No somos un partido político, ni una secta, ni un grupo uniforme que piensa igual. Somos personas comunes que decidimos algo poco popular en estos tiempos: pensar antes de reaccionar.
Somos democracia viva.
Somos libertad ejercida con responsabilidad.
Somos defensores de la institucionalidad costarricense.
Creemos en el Estado de Derecho, en la división de poderes y en las reglas que nos permiten convivir sin destruirnos. No seguimos caudillos, no entregamos nuestro criterio y no confundimos fuerza con gritos. Nuestro libro no es un discurso ni una consigna: nuestro libro es la Constitución Política de la República.

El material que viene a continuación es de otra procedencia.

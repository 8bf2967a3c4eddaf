use super::{prelude::*, *};
use crate::sessions::{bootstrap_from_request, SessionStore};

/// The snapshot that amendments of a pending request are based on.
pub fn amendment_base<R>(repo: &R, message_id: &MessageId) -> Result<LocationSnapshot>
where
    R: ChangeRequestRepo,
{
    let request = get_pending_request(repo, message_id)?;
    let json = request.new_data.as_deref().ok_or(Error::MissingSnapshot)?;
    Ok(LocationSnapshot::parse(json)?)
}

/// Opens an edit session for a moderator that is prefilled
/// with the changes of a pending request.
pub fn start_amendment<R>(
    repo: &R,
    sessions: &dyn SessionStore,
    moderator: &Actor,
    message_id: &MessageId,
    now: Timestamp,
) -> Result<EditSession>
where
    R: ChangeRequestRepo,
{
    authorize_moderator(moderator)?;
    let request = get_pending_request(repo, message_id)?;
    let (strategy, field_edits) = bootstrap_from_request(&request, now);
    log::debug!(
        "Bootstrapped {} field edit(s) of request {} ({strategy:?})",
        field_edits.len(),
        request.id
    );
    let display_name = field_edits
        .get(&EditField::Name)
        .map(|edit| edit.new_value.clone())
        .unwrap_or_else(|| format!("{} request", request.kind));
    let target = EditTarget::Request(message_id.clone());
    Ok(sessions.save(&moderator.id, &target, &display_name, field_edits))
}

/// Writes the amendments of a moderator back into the pending request.
pub fn amend_request<R>(
    repo: &R,
    sessions: &dyn SessionStore,
    moderator: &Actor,
    message_id: &MessageId,
    now: Timestamp,
) -> Result<ChangeRequest>
where
    R: ChangeRequestRepo,
{
    authorize_moderator(moderator)?;
    let mut request = get_pending_request(repo, message_id)?;
    let target = EditTarget::Request(message_id.clone());
    let session = sessions.get(&moderator.id, &target);
    if session.is_empty() {
        return Err(Error::NoChanges);
    }
    let json = request.new_data.as_deref().ok_or(Error::MissingSnapshot)?;
    let mut new = LocationSnapshot::parse(json)?;
    for (field, edit) in &session.field_edits {
        new.set_field_value(*field, &edit.new_value, PointSelection::Entity)?;
    }
    request.new_data = Some(new.to_json()?);
    request.updated_at = now;
    repo.update_change_request(&request)?;
    sessions.delete(&moderator.id, &target);
    log::info!("Amended request {} by {}", request.id, moderator.id);
    Ok(request)
}

#[cfg(test)]
mod tests {
    use super::{super::tests::MockDb, *};
    use crate::sessions::InMemorySessionStore;
    use omc_entities::builders::Builder as _;

    fn setup() -> (MockDb, InMemorySessionStore, ChangeRequest) {
        let db = MockDb::default();
        let sessions = InMemorySessionStore::new(time::Duration::minutes(30));
        let request = ChangeRequest::build()
            .kind(RequestKind::Edit)
            .current_data(Some(r#"{"id":"x","name":"Mill","coordinates":[1,1]}"#))
            .new_data(Some(r#"{"id":"x","name":"Old Mill","coordinates":[1,1]}"#))
            .finish();
        db.create_change_request(&request).unwrap();
        (db, sessions, request)
    }

    #[test]
    fn amend_a_pending_request() {
        let (db, sessions, request) = setup();
        let moderator = Actor::new("mod", Role::Moderator);
        let session =
            start_amendment(&db, &sessions, &moderator, &request.message_id, Timestamp::now())
                .unwrap();
        assert_eq!(session.display_name, "Old Mill");
        assert_eq!(session.field_edits[&EditField::Name].old_value, "Mill");

        let base = amendment_base(&db, &request.message_id).unwrap();
        record_field_edit(
            &sessions,
            &moderator.id,
            &session.target,
            &base,
            EditField::Name,
            "The Old Mill",
            Timestamp::now(),
        )
        .unwrap();
        let amended =
            amend_request(&db, &sessions, &moderator, &request.message_id, Timestamp::now()).unwrap();
        let new = LocationSnapshot::parse(amended.new_data.as_deref().unwrap()).unwrap();
        assert_eq!(new.name, "The Old Mill");
        assert_eq!(new.target_id(), Some(Id::from("x")));
        assert!(amended.is_pending());
        assert!(sessions.get(&moderator.id, &session.target).is_empty());
    }

    #[test]
    fn members_cannot_amend() {
        let (db, sessions, request) = setup();
        assert!(matches!(
            start_amendment(&db, &sessions, &Actor::member("bob"), &request.message_id, Timestamp::now()),
            Err(Error::Forbidden)
        ));
        assert!(sessions.is_empty());
    }

    #[test]
    fn amending_without_session_changes_nothing() {
        let (db, sessions, request) = setup();
        let moderator = Actor::new("mod", Role::Moderator);
        assert!(matches!(
            amend_request(&db, &sessions, &moderator, &request.message_id, Timestamp::now()),
            Err(Error::NoChanges)
        ));
    }
}
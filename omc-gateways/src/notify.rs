use std::{collections::HashSet, thread, time::Duration};

use anyhow::Result;
use reqwest::blocking::Client;
use serde::Serialize;

use omc_core::gateways::notify::{NotificationEvent, NotificationGateway, NotificationType};

use crate::http_client;

/// Posts change notifications to a webhook.
#[derive(Debug, Clone)]
pub struct Notify {
    webhook_url: String,
    client: Client,
    notify_on: HashSet<NotificationType>,
}

#[derive(Debug, Clone, Serialize)]
struct ChangeNotification {
    event: &'static str,
    location_id: String,
    #[serde(skip_serializing_if = "Option::is_none")]
    name: Option<String>,
}

impl Notify {
    pub fn new(
        webhook_url: impl Into<String>,
        notify_on: HashSet<NotificationType>,
        timeout: Duration,
    ) -> Result<Self> {
        Ok(Self {
            webhook_url: webhook_url.into(),
            client: http_client(timeout)?,
            notify_on,
        })
    }

    fn skip(&self, ev: &NotificationEvent) -> bool {
        !self.notify_on.contains(&ev.kind())
    }
}

pub const fn event_name(kind: NotificationType) -> &'static str {
    match kind {
        NotificationType::LocationCreated => "location-created",
        NotificationType::LocationUpdated => "location-updated",
        NotificationType::LocationRemoved => "location-removed",
    }
}

pub fn notification_type_from_name(name: &str) -> Option<NotificationType> {
    use NotificationType as T;
    [T::LocationCreated, T::LocationUpdated, T::LocationRemoved]
        .into_iter()
        .find(|kind| event_name(*kind) == name)
}

fn change_notification(event: &NotificationEvent) -> ChangeNotification {
    use NotificationEvent as E;
    let name = match event {
        E::LocationCreated { location } | E::LocationUpdated { location } => {
            Some(location.name.clone())
        }
        E::LocationRemoved { .. } => None,
    };
    ChangeNotification {
        event: event_name(event.kind()),
        location_id: event.location_id().to_string(),
        name,
    }
}

impl NotificationGateway for Notify {
    fn notify(&self, event: NotificationEvent) {
        if self.skip(&event) {
            return;
        }
        let notification = change_notification(&event);
        log::info!(
            "Sending {} notification for location {}",
            notification.event,
            notification.location_id
        );
        let client = self.client.clone();
        let url = self.webhook_url.clone();
        thread::spawn(move || {
            if let Err(err) = send_raw(&client, &url, &notification) {
                log::warn!("Could not send change notification: {err}");
            }
        });
    }
}

#[cfg(not(test))]
fn send_raw(client: &Client, url: &str, notification: &ChangeNotification) -> Result<()> {
    let response = client.post(url).json(notification).send()?;
    crate::check_status(response)?;
    Ok(())
}

/// Don't actually send notifications while running the tests.
#[cfg(test)]
fn send_raw(_: &Client, _: &str, notification: &ChangeNotification) -> Result<()> {
    log::debug!("Would send notification: {notification:?}");
    Ok(())
}
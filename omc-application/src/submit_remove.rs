use super::*;

pub fn submit_removal(
    connections: &sqlite::Connections,
    channel: &dyn ModerationChannel,
    requester_id: UserId,
    location_id: &Id,
    selection: PointSelection,
    justification: &str,
) -> Result<ChangeRequest> {
    let request = usecases::remove_location_request(
        &connections.shared()?,
        requester_id,
        location_id,
        selection,
        justification,
    )?;
    post_and_store(connections, channel, request)
}

#[cfg(test)]
mod tests {
    use super::super::tests::prelude::*;

    #[test]
    fn submit_point_removal() {
        let fixture = BackendFixture::new();
        let location = fixture.create_location(
            Location::build()
                .name("Wall")
                .points(&[(1.0, 1.0), (2.0, 2.0)])
                .finish(),
        );
        let request = flows::submit_removal(
            &fixture.db_connections,
            &fixture.channel,
            "alice".into(),
            &location.id,
            PointSelection::Point(1),
            "Demolished",
        )
        .unwrap();
        assert_eq!(request.kind, RequestKind::Remove);
        let new = LocationSnapshot::parse(request.new_data.as_deref().unwrap()).unwrap();
        assert_eq!(new.coordinates.len(), 1);
        assert!(fixture.channel.last_posted().unwrap().title.contains("#2"));
    }

    #[test]
    fn wildcard_removal_is_rejected() {
        let fixture = BackendFixture::new();
        let location = fixture.create_location(
            Location::build()
                .name("Wall")
                .points(&[(1.0, 1.0), (2.0, 2.0)])
                .finish(),
        );
        let err = flows::submit_removal(
            &fixture.db_connections,
            &fixture.channel,
            "alice".into(),
            &location.id,
            PointSelection::AllPoints,
            "Demolished",
        )
        .unwrap_err();
        assert!(matches!(
            err,
            AppError::Business(BError::Parameter(usecases::Error::WildcardRemoval))
        ));
        assert_eq!(fixture.channel.posted_count(), 0);
    }
}
use omc_application::error::{AppError, BError};
use omc_boundary::Message;
pub use omc_core::{repositories::Error as RepoError, usecases::Error as ParameterError};
use thiserror::Error;

pub const GENERIC_FAILURE: &str = "Something went wrong. Please try again later.";

#[derive(Debug, Error)]
#[allow(clippy::large_enum_variant)]
pub enum Error {
    #[error(transparent)]
    App(#[from] AppError),
    #[error("Unknown command '{0}'")]
    UnknownCommand(String),
    /// The custom id could not be decoded, e.g. because the
    /// control has been created by a previous version.
    #[error("Unknown action '{0}'")]
    UnknownAction(String),
    #[error("Missing option '{0}'")]
    MissingOption(&'static str),
    #[error("Missing form field")]
    MissingField,
    #[error("Missing choice")]
    MissingChoice,
    #[error("Missing message of the moderation control")]
    MissingMessage,
    #[error("The control belongs to another user")]
    NotYourControl,
}

impl From<ParameterError> for Error {
    fn from(err: ParameterError) -> Self {
        Self::App(err.into())
    }
}

impl Error {
    /// The text that is shown to the user.
    pub fn user_message(&self) -> String {
        match self {
            Self::App(AppError::Business(err)) => match err {
                BError::Parameter(err) => match err {
                    ParameterError::Forbidden => "You are not allowed to do that.".into(),
                    ParameterError::InvalidStatus(status) => {
                        format!("This request has already been {status}.")
                    }
                    ParameterError::NoChanges => "Nothing has been changed yet.".into(),
                    ParameterError::MissingJustification => {
                        "Please give a short justification.".into()
                    }
                    ParameterError::Snapshot(_)
                    | ParameterError::MissingSnapshot
                    | ParameterError::UntargetedSnapshot => {
                        format!("The stored request data cannot be used: {err}")
                    }
                    _ => err.to_string(),
                },
                BError::Repo(RepoError::NotFound) => {
                    "Not found. It may have been removed or the session has expired.".into()
                }
                BError::Repo(RepoError::AlreadyExists) => "This already exists.".into(),
                BError::Repo(_) => GENERIC_FAILURE.into(),
            },
            Self::App(err @ AppError::PartialFailure { .. }) => {
                format!("Partially failed, please check manually: {err}")
            }
            Self::App(AppError::Gateway(_)) => {
                "An external service is not available. Please try again later.".into()
            }
            Self::App(AppError::Other(_)) => GENERIC_FAILURE.into(),
            Self::UnknownCommand(_) | Self::UnknownAction(_) => {
                "This control is outdated. Please start over.".into()
            }
            Self::NotYourControl => "This control belongs to someone else.".into(),
            Self::MissingOption(_)
            | Self::MissingField
            | Self::MissingChoice
            | Self::MissingMessage => format!("Incomplete input: {self}."),
        }
    }

    fn log(&self) {
        match self {
            Self::App(AppError::Business(BError::Parameter(_) | BError::Repo(RepoError::NotFound))) => {
                debug!("Rejected interaction: {self}");
            }
            Self::App(AppError::PartialFailure { .. }) => {
                // Already reported by the flow
            }
            Self::App(_) => {
                error!("Failed to handle interaction: {self}");
            }
            _ => {
                warn!("Invalid interaction: {self}");
            }
        }
    }
}

impl From<Error> for Message {
    fn from(err: Error) -> Self {
        err.log();
        Message::ephemeral(err.user_message())
    }
}
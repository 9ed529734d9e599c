//! Firmament
//!
//! Cube mapped sky for 3D scenes, split into focused crates re-exported here.

// Firmament sky crate
pub use firmament_sky as sky;

// Firmament GPU crate
pub use firmament_gpu as gpu;

// Firmament image crate
pub use firmament_image as image;

// Firmament log crate
pub use firmament_log as log;

// Firmament math crate
pub use firmament_math as math;

// Firmament mesh crate
pub use firmament_mesh as mesh;

// Firmament types crate
pub use firmament_types as types;

pub use log::Log;
pub use sky::SkyBox;
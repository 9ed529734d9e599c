use std::cell::Cell;
use std::rc::Rc;

use firmament_math::{BoundingSphere, Mat4, SquareMatrix};
use firmament_types::Id;

use crate::{CubeMap, RenderState, ShaderProgram, VertexArray};

/// Shared slot of a resource id that may be replaced or cleared after it was handed out
///
/// Clones observe the same slot, so a draw command built before its texture exists resolves the
/// texture at draw time.
pub struct LiveHandle<T> {
    slot: Rc<Cell<Option<Id<T>>>>,
}

impl<T> LiveHandle<T> {
    /// Constructs an empty handle
    pub fn new() -> Self {
        Self {
            slot: Rc::new(Cell::new(None)),
        }
    }

    /// Current id, if any
    pub fn get(&self) -> Option<Id<T>> {
        self.slot.get()
    }

    /// Replaces the current id
    pub fn set(&self, id: Option<Id<T>>) {
        self.slot.set(id);
    }

    /// Clears the slot returning the previous id
    pub fn take(&self) -> Option<Id<T>> {
        self.slot.take()
    }

    pub fn is_set(&self) -> bool {
        self.get().is_some()
    }
}

impl<T> Clone for LiveHandle<T> {
    fn clone(&self) -> Self {
        Self {
            slot: Rc::clone(&self.slot),
        }
    }
}

impl<T> Default for LiveHandle<T> {
    fn default() -> Self {
        Self::new()
    }
}

impl<T> std::fmt::Debug for LiveHandle<T> {
    fn fmt(&self, f: &mut std::fmt::Formatter<'_>) -> std::fmt::Result {
        f.debug_tuple("LiveHandle").field(&self.get()).finish()
    }
}

/// Value bound to a shader uniform
#[derive(Debug, Clone)]
pub enum Uniform {
    CubeMap(LiveHandle<CubeMap>),
    Mat4(Mat4),
}

/// Named uniforms of a draw command
#[derive(Debug, Default, Clone)]
pub struct UniformMap {
    entries: Vec<(&'static str, Uniform)>,
}

impl UniformMap {
    pub fn new() -> Self {
        Self::default()
    }

    /// Binds the value, replacing one bound under the same name
    #[must_use]
    pub fn with(mut self, name: &'static str, value: Uniform) -> Self {
        self.entries.retain(|(n, _)| *n != name);
        self.entries.push((name, value));
        self
    }

    pub fn get(&self, name: &str) -> Option<&Uniform> {
        self.entries
            .iter()
            .find(|(n, _)| *n == name)
            .map(|(_, value)| value)
    }

    /// Resolves a cube map uniform to the id it holds right now
    pub fn cube_map(&self, name: &str) -> Option<Id<CubeMap>> {
        match self.get(name) {
            Some(Uniform::CubeMap(handle)) => handle.get(),
            _ => None,
        }
    }

    pub fn iter(&self) -> impl Iterator<Item = (&'static str, &Uniform)> {
        self.entries.iter().map(|(n, v)| (*n, v))
    }
}

/// Primitive topology
#[derive(Debug, Eq, PartialEq, Copy, Clone)]
pub enum PrimitiveType {
    Points,
    Lines,
    Triangles,
}

/// Recipe of a single draw call
#[derive(Debug, Clone)]
pub struct DrawCommand {
    pub primitive_type: PrimitiveType,
    /// Volume used for culling
    pub bounding_volume: BoundingSphere,
    pub vertex_array: Option<Id<VertexArray>>,
    pub shader_program: Option<Id<ShaderProgram>>,
    pub render_state: Option<Id<RenderState>>,
    /// Object to world transform
    pub model_matrix: Mat4,
    pub uniform_map: UniformMap,
}

impl Default for DrawCommand {
    fn default() -> Self {
        Self {
            primitive_type: PrimitiveType::Triangles,
            bounding_volume: BoundingSphere::default(),
            vertex_array: None,
            shader_program: None,
            render_state: None,
            model_matrix: Mat4::identity(),
            uniform_map: UniformMap::default(),
        }
    }
}

impl DrawCommand {
    /// Checks if every resource the command draws with is bound
    pub fn is_complete(&self) -> bool {
        self.vertex_array.is_some() && self.shader_program.is_some() && self.render_state.is_some()
    }
}

/// Draw commands of one primitive grouped by render pass
#[derive(Debug, Default, Clone)]
pub struct CommandLists {
    pub color: Vec<DrawCommand>,
    pub pick: Vec<DrawCommand>,
}

impl CommandLists {
    /// Empties every pass
    pub fn remove_all(&mut self) {
        self.color.clear();
        self.pick.clear();
    }

    pub fn is_empty(&self) -> bool {
        self.color.is_empty() && self.pick.is_empty()
    }
}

No vivimos del enojo permanente ni de la polarización. Opinamos, cuestionamos y debatimos, pero sin insultar.
Analizamos, contrastamos información y nos permitimos cambiar de opinión cuando la realidad lo exige. Entendemos que la calma no es debilidad, sino lucidez.
Sabemos que el voto es un acto íntimo y poderoso. Por eso no votamos desde la rabia ni desde el miedo. Apaciguamos nuestro ser interior antes de decidir, porque sabemos que la democracia también se cuida desde adentro.
En un país ruidoso, elegimos pensar.
En tiempos de fanatismo, elegimos conciencia.
Y desde ahí defendemos la democracia, la libertad y las instituciones, ondeando diferentes banderas, siempre que estas representen lo que somos como hermanos y como ticos.
Apaciguamos nuestro ser interior para que Costa Rica pueda respirar en paz.